►

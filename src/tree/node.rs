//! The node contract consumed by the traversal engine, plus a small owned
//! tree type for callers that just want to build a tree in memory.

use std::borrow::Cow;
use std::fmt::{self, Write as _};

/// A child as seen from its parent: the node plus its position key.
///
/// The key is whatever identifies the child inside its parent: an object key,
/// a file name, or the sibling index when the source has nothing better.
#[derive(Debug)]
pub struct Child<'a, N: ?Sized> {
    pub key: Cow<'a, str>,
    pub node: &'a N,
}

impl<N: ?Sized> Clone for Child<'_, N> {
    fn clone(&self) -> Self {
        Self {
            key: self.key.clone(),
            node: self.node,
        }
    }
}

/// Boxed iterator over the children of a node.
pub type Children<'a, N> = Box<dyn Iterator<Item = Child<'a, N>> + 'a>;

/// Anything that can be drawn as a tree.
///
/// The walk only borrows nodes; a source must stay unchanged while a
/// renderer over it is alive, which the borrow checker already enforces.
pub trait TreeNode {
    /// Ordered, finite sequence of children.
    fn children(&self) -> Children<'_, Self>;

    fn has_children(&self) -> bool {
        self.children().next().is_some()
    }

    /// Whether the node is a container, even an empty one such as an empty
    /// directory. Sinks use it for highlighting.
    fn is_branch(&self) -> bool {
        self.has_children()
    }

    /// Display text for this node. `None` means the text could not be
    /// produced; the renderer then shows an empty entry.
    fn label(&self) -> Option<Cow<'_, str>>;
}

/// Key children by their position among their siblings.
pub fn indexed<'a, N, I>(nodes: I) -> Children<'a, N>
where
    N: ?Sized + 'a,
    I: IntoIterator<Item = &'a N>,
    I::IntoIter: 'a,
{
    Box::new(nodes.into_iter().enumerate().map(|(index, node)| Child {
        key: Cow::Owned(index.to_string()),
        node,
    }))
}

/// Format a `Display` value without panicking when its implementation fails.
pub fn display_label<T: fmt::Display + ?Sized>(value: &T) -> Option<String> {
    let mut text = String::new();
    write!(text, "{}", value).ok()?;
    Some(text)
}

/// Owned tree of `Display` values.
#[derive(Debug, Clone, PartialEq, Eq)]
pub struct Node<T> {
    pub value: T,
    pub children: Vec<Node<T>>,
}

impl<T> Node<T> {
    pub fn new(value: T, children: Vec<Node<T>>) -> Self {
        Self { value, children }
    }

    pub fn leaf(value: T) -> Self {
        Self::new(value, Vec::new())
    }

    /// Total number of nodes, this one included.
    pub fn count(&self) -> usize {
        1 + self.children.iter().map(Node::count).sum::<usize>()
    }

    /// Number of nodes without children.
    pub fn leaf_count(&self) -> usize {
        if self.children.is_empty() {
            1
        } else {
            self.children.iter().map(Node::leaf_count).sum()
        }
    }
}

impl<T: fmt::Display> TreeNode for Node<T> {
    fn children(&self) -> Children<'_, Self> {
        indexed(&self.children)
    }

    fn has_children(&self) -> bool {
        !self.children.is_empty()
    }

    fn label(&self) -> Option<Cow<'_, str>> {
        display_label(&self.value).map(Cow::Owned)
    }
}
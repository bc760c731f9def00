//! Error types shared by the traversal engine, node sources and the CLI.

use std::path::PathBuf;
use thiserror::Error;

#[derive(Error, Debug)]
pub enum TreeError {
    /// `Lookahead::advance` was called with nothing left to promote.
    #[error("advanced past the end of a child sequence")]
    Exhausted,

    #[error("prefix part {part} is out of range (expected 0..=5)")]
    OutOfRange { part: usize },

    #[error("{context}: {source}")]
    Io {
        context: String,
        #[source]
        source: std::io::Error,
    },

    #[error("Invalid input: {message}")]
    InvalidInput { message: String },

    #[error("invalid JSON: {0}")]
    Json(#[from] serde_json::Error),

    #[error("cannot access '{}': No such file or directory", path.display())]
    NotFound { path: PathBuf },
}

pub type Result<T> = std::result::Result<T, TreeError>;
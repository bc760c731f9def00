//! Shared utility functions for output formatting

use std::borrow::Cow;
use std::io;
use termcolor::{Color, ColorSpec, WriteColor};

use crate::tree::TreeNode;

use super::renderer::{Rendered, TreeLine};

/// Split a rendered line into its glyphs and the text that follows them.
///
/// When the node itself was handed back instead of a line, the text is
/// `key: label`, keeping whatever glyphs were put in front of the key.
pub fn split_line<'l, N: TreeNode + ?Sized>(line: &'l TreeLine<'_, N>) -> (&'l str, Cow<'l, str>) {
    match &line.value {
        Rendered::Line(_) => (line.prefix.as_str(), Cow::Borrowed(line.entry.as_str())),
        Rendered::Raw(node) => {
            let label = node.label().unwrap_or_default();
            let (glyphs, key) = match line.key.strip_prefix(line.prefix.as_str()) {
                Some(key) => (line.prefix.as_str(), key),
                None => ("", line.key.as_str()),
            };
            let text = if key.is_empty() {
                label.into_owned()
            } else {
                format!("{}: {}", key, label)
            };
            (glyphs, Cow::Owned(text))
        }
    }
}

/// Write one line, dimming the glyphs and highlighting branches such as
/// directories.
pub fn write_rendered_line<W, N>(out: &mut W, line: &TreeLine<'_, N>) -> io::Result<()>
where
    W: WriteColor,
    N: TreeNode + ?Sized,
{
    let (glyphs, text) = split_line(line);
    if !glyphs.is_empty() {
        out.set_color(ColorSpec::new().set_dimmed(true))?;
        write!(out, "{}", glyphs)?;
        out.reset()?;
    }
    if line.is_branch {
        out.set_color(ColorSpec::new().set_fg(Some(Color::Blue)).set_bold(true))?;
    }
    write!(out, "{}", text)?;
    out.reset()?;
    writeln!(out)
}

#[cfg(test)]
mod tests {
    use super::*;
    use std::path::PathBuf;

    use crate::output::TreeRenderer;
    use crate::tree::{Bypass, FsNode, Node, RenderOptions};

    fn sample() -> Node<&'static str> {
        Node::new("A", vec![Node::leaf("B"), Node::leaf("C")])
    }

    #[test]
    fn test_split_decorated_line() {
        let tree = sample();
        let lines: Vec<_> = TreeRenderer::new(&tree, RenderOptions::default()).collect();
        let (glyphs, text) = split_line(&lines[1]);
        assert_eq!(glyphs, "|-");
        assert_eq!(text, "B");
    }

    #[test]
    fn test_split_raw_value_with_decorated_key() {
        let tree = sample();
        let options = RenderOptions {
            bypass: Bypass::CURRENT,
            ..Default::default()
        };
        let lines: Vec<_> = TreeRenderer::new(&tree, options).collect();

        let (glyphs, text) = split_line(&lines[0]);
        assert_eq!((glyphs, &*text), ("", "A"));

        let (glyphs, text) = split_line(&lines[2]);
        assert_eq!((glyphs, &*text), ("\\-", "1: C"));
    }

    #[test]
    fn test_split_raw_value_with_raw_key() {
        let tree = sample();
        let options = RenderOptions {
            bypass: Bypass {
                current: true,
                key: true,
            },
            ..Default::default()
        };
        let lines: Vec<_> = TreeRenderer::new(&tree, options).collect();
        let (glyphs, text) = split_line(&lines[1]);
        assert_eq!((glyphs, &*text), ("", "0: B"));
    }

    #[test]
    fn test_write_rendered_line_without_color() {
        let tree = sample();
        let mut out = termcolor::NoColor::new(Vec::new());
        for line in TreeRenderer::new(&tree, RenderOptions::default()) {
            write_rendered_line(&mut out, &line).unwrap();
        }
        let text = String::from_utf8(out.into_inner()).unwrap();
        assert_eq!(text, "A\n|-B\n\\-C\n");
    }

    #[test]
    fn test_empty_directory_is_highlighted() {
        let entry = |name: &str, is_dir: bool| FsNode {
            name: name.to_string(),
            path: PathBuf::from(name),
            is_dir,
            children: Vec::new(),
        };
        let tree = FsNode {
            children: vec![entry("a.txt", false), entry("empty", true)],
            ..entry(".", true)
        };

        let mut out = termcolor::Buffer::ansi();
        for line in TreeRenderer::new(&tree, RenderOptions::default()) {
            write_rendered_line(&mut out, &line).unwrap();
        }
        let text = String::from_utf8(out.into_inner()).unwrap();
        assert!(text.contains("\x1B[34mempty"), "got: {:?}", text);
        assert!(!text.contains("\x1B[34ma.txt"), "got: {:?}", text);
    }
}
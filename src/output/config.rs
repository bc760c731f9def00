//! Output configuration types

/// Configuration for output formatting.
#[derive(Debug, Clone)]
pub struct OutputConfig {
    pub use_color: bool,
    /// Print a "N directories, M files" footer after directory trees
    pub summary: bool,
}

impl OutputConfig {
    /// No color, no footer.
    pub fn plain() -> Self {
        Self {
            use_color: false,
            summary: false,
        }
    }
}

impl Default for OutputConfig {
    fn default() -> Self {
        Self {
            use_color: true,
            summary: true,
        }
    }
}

◄

**TASK STATEMENT:** Only the lines holding the word "super" belong in the answer; copy them from the listing above.

**OUTPUT FOR THIS TASK:**
use super::renderer::{Rendered, TreeLine};
    use super::*;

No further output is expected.